The Blue Dome (Arabic: القبة الزرقاء, lit. Qubbat al-Zarqā, Turkish: Gök Kümbet) is a mausoleum located in Kirkuk, Iraq. Built in the second half of the 14th century during the Jalayirid rule, it is part of the historic Kirkuk Citadel complex.

== History ==
The original mausoleum was built over the grave of Bogdai Khatun, a noblewoman who had died while on the way to Mecca. Bogdai Khatun was a relative of the Jalayirid ruling family, hence a grand mausoleum was commissioned in 1361 for her, as was the case with most relatives of Mongol and Turkic nobility at the time.
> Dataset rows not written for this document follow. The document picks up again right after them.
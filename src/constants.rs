//! Constants shared across the crate: release layout, configuration lookup and the
//! defaults used for instance and link-instance fields that callers leave unset.

/// Directory under the release root holding one directory per job.
pub const JOBS_DIR: &str = "jobs";

/// Job spec file name inside a job directory.
pub const SPEC_FILE: &str = "spec";

/// Directory inside a job holding template sources.
pub const TEMPLATES_DIR: &str = "templates";

/// Destination of the process-manager config within a job.
pub const BPM_DESTINATION: &str = "config/bpm.yml";

/// Environment variable naming the tool configuration file.
pub const CONFIG_ENV_VAR: &str = "RELEASE_TEMPLATES_CONFIG";

/// Directory under the platform config dir holding `config.toml`.
pub const CONFIG_DIR_NAME: &str = "release-templates";

pub const CONFIG_FILE_NAME: &str = "config.toml";

/// Defaults for the instance a template is rendered for.
pub mod instance {
    pub const NAME: &str = "me";
    pub const ID: &str = "xxxxxx-xxxxxxxx-xxxxx";
    pub const AZ: &str = "az1";
    pub const ADDRESS: &str = "my.bosh.com";
    pub const IP: &str = "192.168.0.0";
    pub const DEPLOYMENT: &str = "my-deployment";
}

/// Defaults for instances behind a consumed link.
pub mod link_instance {
    pub const NAME: &str = "jobname";
    pub const AZ: &str = "az1";
    pub const ADDRESS: &str = "link.instance.address.com";
}
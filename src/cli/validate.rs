//! Validate that every template of a job renders.
//!
//! Each template is rendered with the given inputs; `config/bpm.yml` must also
//! parse as a BPM document with at least one process.
//!
//! ```bash
//! release-templates validate -r release -j loggr-syslog-binding-cache -p props.yml -l links.yml
//! release-templates validate -r release -j loggr-syslog-binding-cache --format json
//! ```
//!
//! JSON output:
//!
//! ```json
//! {
//!   "valid": false,
//!   "job": "loggr-syslog-binding-cache",
//!   "templates": [
//!     { "destination": "config/bpm.yml", "valid": true, "processes": ["loggr-syslog-binding-cache"] },
//!     { "destination": "config/certs/api_ca.crt", "valid": false, "error": "Can't find property 'api.tls.ca_cert'" }
//!   ]
//! }
//! ```

use anyhow::Result;
use clap::Args;
use colored::Colorize;
use serde::Serialize;

use super::common::{InputArgs, JobArgs, OutputFormat, RenderInputs, load_job};
use crate::bpm::BpmConfig;
use crate::config::ToolConfig;
use crate::constants::BPM_DESTINATION;
use crate::core::RenderError;
use crate::job::Template;

#[derive(Args, Debug)]
pub struct ValidateCommand {
    #[command(flatten)]
    pub job: JobArgs,

    #[command(flatten)]
    pub inputs: InputArgs,

    /// Output format
    #[arg(long, value_enum, default_value = "text")]
    pub format: OutputFormat,
}

#[derive(Debug, Serialize)]
struct ValidationResults {
    valid: bool,
    job: String,
    templates: Vec<TemplateResult>,
}

#[derive(Debug, Serialize)]
struct TemplateResult {
    destination: String,
    valid: bool,
    #[serde(skip_serializing_if = "Option::is_none")]
    error: Option<String>,
    #[serde(skip_serializing_if = "Option::is_none")]
    processes: Option<Vec<String>>,
}

impl ValidateCommand {
    pub async fn execute(self, config: &ToolConfig) -> Result<()> {
        let job = load_job(&self.job, config)?;
        let inputs = RenderInputs::load(&self.inputs, config).await?;

        let templates = job
            .templates()?
            .iter()
            .map(|template| check_template(template, &inputs))
            .collect::<Vec<_>>();

        let results = ValidationResults {
            valid: templates.iter().all(|t| t.valid),
            job: job.name().to_string(),
            templates,
        };

        match self.format {
            OutputFormat::Json => println!("{}", serde_json::to_string_pretty(&results)?),
            OutputFormat::Text => print_text(&results),
        }

        if results.valid {
            Ok(())
        } else {
            let failed = results.templates.iter().filter(|t| !t.valid).count();
            Err(anyhow::anyhow!(
                "Validation failed for job '{}': {} of {} templates did not render",
                results.job,
                failed,
                results.templates.len()
            ))
        }
    }
}

fn check_template(template: &Template, inputs: &RenderInputs) -> TemplateResult {
    let outcome = template
        .render_with(&inputs.properties, &inputs.links, &inputs.options)
        .and_then(|rendered| {
            if template.destination() == BPM_DESTINATION {
                check_bpm(&rendered).map(Some)
            } else {
                Ok(None)
            }
        });

    match outcome {
        Ok(processes) => TemplateResult {
            destination: template.destination().to_string(),
            valid: true,
            error: None,
            processes,
        },
        Err(err) => {
            tracing::debug!("Template '{}' failed: {:?}", template.destination(), err);
            TemplateResult {
                destination: template.destination().to_string(),
                valid: false,
                error: Some(err.to_string()),
                processes: None,
            }
        }
    }
}

/// Process names of a rendered `bpm.yml`; an empty process list is invalid.
fn check_bpm(rendered: &str) -> Result<Vec<String>, RenderError> {
    let bpm = BpmConfig::from_yaml(rendered)?;
    if bpm.processes.is_empty() {
        return Err(RenderError::InvalidDocument {
            reason: "bpm.yml declares no processes".to_string(),
        });
    }
    Ok(bpm.processes.into_iter().map(|p| p.name).collect())
}

fn print_text(results: &ValidationResults) {
    println!("Job {}", results.job.bold());
    for template in &results.templates {
        if template.valid {
            match &template.processes {
                Some(processes) => println!(
                    "  {} {} ({})",
                    "✓".green(),
                    template.destination,
                    processes.join(", ")
                ),
                None => println!("  {} {}", "✓".green(), template.destination),
            }
        } else {
            println!(
                "  {} {}: {}",
                "✗".red(),
                template.destination,
                template.error.as_deref().unwrap_or("unknown error")
            );
        }
    }
}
In the modern times, especially during the Ba'athist period, the Kirkuk Citadel along with most of its monuments, including the Blue Dome, were left in a neglected state, which prompted several botched renovation works to preserve the structures between 1998 and 2003. During one of these controversial restorations, the hexagonal pointed roof over the mausoleum was demolished and then replaced with a flat blue dome of modern style that was not contemporary to architecture from the 14th century of Kirkuk.

== Architecture ==
The building is octagonal in shape, with a wider octagonal base and is situated in a courtyard of unknown purpose. Qashani tiles form decorative patterns on the exterior of the mausoleum, with an identical design on each wall, complemented with Arabic and Kurdish inscriptions and calligraphy. The main facade of the building itself is directed towards Mecca, as per Islamic burial traditions where the deceased has to be buried facing the qibla. The graves of Bogdai Khatun and her family are situated in a crypt below the cylindrical tomb building.